When I was twelve, I was obsessed with Anne Frank’s diary, and the life of a girl around my age whose life was so unutterably different from mine, hiding from the Nazis in Amsterdam. After reading a few reviews of The Cut Out Girl (and feeling in need of reading something totally unrelated to my research), I thought I’d return to occupied Holland for a rather different story. Bart Van Es’s book won the 2018 Costa prize for biography, and it’s one of those books which is made particularly interesting because its biographical subject is not only the historical one but also the writer himself.
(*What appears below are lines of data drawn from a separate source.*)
//! CORS passthrough proxy for a single upstream host suffix.
//!
//! One endpoint (`/api/proxy` by default) takes the target in `?u=`, checks
//! its host against the allowed suffix (`huggingface.co`), fetches it with
//! `GET` or `HEAD` using a small allowlist of request headers, and streams the
//! upstream response back with permissive cross-origin headers stamped on.

pub mod config;
pub mod http;
pub mod lifecycle;
pub mod observability;

pub use config::schema::ProxyConfig;
pub use http::HttpServer;
pub use lifecycle::Shutdown;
Bart Van Es traces the story of Lien, a young girl taken in by his grandparents in Nazi-occupied Holland, of whom he only knew a little due to a subsequent family rift. Lien is – compared with Anne Frank, say – one of the lucky ones: she survives the war, and Van Es interviewed her many times and builds a relationship with her as he researches the book. Yet as the narrative makes clear, ‘lucky’ is subjective. Lien was given into the care of the Van Es family by her parents, aware of what was happening, heart-rendingly inviting them to effectively become her parents. Her parents did not survive the war, and Lien chooses not to trace their fates until long after the war, but although she is hidden in plain sight among the Van Es children, she is not safe, and moves around during the war, to other, much less happy homes and sometimes going on the run. Lien’s story as she tells it to Van Es is one of gradual recollection, of memories long buried, and of the increasing numbness of a child whose childhood is taken from her along with her family, home and possessions.
Van Es is Professor of Renaissance Literature at Oxford, and though this is a very accessible book, aspects of his academic approach shine through: this is a topic far from his research, but he is methodical in outlining, for example, the history of Jews in the Netherlands, though with a pleasantly light touch. The narrative is sparse and generally unjudgemental, but he does attempt to draw some conclusions, both about the psychological effect on Lien and other hidden children, and also about the situation of the country during the war. He suggests that perhaps the reason there were so many Dutch collaborators, and that so many Jews were turned over to the Nazi authorities, was due to the unusually tolerant, ‘live and let live’ nature of the citizens, who were too ready to accept the situation.
Lien’s life from her happy early years with her parents due to her old age is documented, permitting an insight into ways in which childhood trauma can be managed, and with meditation, therapy and support groups Lien has worked hard to overcome her past, though it has taken most of her life. The ‘cut out girl’ of the title is a figure pasted into a scrapbook which Lien has had nearly all her life, a figure who seems not quite to belong to her background, as if she is always displaced. The metaphor works well, and is maintained throughout the narrative, as the scrapbook, filled with doggerel verse from friends of different periods of her life, is a constant thread to which both Lien and Van Es return. The sense, at the end, though, is that Lien has finally found a place in the world where she is no longer ‘cut out’, but truly at home.